━━ DATASET ━━
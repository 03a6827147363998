//! Demand-driven paging over the remote catalog.
//!
//! The coordinator turns the externally paged, rate-limited remote API into a
//! locally cached, resumable, deduplicated sequence. Consumers only ever see
//! a [`PagedView`]; the rendering layer signals approaching-boundary through
//! `window` calls and never drives the coordinator directly.

mod coordinator;
mod policy;
mod registry;
mod view;

pub use coordinator::{LoadState, PageCoordinator};
pub use policy::RefreshPolicy;
pub use registry::PagerRegistry;
pub use view::PagedView;

use thiserror::Error;

use crate::remote::FetchError;
use crate::store::StoreError;

/// Errors surfaced by the paging subsystem.
#[derive(Debug, Clone, Error)]
pub enum PagerError {
    /// Remote page fetch failed. Retryable via the next consumer trigger
    /// (scroll or refresh); never retried automatically.
    #[error(transparent)]
    Fetch(#[from] FetchError),

    /// Local durable store failed. Fatal for the subscription: neither reads
    /// nor writes can proceed safely.
    #[error(transparent)]
    Storage(#[from] StoreError),
}

impl PagerError {
    /// Whether this error terminates the subscription.
    pub fn is_fatal(&self) -> bool {
        matches!(self, PagerError::Storage(_))
    }
}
━━━
- _WHAT THIS TASK INVOLVES_: Of the entries above, repeat exactly the lines between the line with "pub use policy::RefreshPolicy;" and the line with "next consumer trigger", inclusive, and no others.

- _WRITTEN RESPONSE_:
pub use policy::RefreshPolicy;
pub use registry::PagerRegistry;
pub use view::PagedView;

use thiserror::Error;

use crate::remote::FetchError;
use crate::store::StoreError;

/// Errors surfaced by the paging subsystem.
#[derive(Debug, Clone, Error)]
pub enum PagerError {
    /// Remote page fetch failed. Retryable via the next consumer trigger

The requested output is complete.